• _Prompt_
Whenever the string "ApprovalService" appears in a line below, please copy the line out.
"""
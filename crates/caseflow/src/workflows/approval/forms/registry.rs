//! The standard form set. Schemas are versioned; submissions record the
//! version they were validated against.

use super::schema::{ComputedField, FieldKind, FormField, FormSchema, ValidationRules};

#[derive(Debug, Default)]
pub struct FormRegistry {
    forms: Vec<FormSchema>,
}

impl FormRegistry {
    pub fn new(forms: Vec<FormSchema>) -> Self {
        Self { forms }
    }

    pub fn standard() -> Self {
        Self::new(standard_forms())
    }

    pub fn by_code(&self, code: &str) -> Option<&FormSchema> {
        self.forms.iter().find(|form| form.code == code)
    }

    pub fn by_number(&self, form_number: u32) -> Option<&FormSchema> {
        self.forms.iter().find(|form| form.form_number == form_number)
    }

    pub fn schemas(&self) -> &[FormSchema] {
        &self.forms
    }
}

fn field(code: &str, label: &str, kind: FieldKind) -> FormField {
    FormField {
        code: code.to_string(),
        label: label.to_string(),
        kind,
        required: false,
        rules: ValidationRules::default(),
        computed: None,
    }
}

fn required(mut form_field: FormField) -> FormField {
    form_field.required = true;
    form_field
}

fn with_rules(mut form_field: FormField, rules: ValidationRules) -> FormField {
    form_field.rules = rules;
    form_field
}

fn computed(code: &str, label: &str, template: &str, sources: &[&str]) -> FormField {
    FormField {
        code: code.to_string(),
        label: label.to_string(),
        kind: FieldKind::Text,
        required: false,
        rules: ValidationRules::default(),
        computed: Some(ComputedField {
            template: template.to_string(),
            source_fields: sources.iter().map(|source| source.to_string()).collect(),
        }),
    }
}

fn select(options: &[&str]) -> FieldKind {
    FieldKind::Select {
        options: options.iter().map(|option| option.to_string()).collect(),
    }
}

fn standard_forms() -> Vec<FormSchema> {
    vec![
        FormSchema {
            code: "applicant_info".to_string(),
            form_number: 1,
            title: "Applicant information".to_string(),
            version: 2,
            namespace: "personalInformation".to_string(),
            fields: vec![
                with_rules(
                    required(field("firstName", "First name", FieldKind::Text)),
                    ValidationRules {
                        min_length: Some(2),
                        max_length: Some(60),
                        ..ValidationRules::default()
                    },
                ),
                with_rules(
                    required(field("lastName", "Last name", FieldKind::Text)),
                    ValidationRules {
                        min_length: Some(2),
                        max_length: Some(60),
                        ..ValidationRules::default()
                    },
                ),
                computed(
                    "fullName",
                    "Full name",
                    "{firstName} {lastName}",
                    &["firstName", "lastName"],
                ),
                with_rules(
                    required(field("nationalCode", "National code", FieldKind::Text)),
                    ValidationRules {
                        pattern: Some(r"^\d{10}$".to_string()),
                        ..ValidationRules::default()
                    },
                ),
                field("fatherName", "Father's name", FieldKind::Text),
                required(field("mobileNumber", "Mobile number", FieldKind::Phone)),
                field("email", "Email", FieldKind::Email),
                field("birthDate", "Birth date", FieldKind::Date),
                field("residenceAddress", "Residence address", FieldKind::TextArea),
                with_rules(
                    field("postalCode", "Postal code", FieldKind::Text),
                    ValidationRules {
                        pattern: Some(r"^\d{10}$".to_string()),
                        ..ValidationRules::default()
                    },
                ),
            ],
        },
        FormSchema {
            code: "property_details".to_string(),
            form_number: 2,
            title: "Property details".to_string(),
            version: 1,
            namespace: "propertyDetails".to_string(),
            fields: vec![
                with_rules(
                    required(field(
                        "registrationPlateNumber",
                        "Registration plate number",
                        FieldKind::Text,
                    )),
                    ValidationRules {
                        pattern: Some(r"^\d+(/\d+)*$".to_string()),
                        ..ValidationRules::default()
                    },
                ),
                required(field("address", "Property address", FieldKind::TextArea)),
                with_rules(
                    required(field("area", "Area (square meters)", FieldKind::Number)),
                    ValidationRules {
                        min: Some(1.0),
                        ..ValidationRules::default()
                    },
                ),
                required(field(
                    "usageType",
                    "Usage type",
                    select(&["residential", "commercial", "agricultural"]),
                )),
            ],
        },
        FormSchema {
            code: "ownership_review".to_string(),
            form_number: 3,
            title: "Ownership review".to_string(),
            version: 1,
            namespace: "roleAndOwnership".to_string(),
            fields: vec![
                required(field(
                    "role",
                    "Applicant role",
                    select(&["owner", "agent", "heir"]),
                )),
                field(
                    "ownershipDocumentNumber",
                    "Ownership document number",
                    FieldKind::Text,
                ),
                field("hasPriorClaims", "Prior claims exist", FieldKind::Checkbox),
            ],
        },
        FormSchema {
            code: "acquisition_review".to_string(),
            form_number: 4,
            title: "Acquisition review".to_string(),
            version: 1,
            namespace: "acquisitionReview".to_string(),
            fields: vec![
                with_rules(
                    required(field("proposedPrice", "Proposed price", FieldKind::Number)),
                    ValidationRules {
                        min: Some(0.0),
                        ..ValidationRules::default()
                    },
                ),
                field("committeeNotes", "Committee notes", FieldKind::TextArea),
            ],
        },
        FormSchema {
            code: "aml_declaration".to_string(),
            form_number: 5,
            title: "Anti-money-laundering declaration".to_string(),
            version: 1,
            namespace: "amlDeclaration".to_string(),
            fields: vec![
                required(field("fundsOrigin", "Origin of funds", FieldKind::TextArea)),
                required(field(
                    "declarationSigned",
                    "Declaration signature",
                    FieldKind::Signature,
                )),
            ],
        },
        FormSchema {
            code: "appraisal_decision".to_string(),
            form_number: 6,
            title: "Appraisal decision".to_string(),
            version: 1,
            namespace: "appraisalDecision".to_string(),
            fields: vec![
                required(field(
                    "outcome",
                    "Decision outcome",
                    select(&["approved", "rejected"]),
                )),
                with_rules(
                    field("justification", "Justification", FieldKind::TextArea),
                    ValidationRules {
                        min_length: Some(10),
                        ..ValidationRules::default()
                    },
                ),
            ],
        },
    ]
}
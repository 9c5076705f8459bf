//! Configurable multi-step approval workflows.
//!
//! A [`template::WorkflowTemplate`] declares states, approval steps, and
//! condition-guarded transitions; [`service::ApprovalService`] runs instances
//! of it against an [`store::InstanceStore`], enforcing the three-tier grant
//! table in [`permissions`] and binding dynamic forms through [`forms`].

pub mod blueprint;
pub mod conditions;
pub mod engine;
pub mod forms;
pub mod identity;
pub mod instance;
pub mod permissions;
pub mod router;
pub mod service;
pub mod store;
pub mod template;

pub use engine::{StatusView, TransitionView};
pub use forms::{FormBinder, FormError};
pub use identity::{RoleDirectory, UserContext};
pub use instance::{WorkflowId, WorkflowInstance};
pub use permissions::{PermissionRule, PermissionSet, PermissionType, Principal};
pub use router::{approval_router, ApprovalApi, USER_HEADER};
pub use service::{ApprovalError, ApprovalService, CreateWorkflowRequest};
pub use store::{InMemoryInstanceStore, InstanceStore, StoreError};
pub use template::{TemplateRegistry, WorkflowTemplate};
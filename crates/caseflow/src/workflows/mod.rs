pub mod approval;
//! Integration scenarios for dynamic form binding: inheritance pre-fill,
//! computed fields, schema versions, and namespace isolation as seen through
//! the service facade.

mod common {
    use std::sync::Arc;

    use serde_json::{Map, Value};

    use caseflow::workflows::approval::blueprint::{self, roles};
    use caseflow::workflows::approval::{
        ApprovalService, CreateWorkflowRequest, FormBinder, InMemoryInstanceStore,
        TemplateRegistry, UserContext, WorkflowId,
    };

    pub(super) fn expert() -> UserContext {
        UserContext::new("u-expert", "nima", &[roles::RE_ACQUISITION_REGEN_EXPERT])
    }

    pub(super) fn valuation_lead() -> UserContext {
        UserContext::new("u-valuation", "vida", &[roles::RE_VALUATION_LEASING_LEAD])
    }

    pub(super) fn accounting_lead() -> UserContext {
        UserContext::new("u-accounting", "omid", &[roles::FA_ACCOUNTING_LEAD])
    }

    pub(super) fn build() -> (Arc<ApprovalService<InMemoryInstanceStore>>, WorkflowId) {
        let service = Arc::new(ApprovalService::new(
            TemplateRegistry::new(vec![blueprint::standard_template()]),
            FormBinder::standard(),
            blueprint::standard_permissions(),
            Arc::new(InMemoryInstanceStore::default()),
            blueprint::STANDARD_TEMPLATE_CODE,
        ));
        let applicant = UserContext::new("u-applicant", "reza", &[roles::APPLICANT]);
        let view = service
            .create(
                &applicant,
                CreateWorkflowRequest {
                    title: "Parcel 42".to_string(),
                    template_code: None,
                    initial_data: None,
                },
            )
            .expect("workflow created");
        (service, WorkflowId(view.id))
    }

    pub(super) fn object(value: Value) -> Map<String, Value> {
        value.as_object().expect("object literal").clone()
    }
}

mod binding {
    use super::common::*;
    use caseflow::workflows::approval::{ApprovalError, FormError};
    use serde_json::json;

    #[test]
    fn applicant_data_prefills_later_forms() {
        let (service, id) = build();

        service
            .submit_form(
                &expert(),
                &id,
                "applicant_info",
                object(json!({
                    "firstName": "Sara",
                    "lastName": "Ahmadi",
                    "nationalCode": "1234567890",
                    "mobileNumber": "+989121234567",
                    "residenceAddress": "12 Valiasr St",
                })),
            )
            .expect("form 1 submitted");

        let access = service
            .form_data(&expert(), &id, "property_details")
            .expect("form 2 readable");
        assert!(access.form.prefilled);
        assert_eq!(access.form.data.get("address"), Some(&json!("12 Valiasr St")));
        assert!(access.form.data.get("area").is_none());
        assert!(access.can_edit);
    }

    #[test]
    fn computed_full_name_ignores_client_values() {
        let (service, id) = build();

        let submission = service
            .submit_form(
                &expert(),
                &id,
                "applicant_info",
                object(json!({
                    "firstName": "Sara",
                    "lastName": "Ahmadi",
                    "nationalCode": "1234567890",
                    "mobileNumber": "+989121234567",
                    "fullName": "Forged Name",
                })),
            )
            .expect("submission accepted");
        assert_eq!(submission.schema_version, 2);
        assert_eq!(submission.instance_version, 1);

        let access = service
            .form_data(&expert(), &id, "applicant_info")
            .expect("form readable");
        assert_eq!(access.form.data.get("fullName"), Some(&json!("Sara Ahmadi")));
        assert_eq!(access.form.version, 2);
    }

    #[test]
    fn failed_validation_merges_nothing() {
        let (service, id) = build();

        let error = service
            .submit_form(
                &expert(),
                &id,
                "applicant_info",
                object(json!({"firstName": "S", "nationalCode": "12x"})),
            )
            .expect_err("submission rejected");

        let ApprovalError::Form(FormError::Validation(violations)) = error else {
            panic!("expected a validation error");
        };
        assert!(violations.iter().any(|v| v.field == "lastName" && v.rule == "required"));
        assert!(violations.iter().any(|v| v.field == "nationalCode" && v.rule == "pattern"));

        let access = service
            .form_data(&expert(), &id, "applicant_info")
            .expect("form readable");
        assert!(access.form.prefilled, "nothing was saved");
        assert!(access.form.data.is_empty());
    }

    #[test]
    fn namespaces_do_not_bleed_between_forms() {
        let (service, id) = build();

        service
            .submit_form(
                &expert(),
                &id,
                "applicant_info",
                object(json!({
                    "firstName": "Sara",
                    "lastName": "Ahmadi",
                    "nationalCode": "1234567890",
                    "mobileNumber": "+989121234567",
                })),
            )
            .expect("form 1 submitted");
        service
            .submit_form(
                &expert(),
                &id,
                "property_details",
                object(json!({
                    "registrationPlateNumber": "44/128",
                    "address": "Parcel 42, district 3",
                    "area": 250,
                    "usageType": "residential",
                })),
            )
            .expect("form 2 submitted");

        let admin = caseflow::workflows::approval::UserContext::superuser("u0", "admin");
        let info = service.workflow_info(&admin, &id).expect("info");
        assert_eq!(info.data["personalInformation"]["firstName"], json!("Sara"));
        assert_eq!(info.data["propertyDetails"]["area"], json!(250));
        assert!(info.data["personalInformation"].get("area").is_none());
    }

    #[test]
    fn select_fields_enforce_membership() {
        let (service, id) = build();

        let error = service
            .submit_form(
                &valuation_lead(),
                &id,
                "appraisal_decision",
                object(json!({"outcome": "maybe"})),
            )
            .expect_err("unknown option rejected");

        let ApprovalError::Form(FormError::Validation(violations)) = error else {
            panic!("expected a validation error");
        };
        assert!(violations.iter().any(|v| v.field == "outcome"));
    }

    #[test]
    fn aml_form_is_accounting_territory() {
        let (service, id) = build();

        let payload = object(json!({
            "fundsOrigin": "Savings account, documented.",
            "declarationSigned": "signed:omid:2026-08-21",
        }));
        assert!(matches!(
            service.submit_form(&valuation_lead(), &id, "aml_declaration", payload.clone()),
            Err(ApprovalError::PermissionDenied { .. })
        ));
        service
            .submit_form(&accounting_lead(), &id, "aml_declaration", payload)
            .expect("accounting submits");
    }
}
"""
• _Task response_
//! condition-guarded transitions; [`service::ApprovalService`] runs instances
pub use service::{ApprovalError, ApprovalService, CreateWorkflowRequest};
        ApprovalService, CreateWorkflowRequest, FormBinder, InMemoryInstanceStore,
    pub(super) fn build() -> (Arc<ApprovalService<InMemoryInstanceStore>>, WorkflowId) {
        let service = Arc::new(ApprovalService::new(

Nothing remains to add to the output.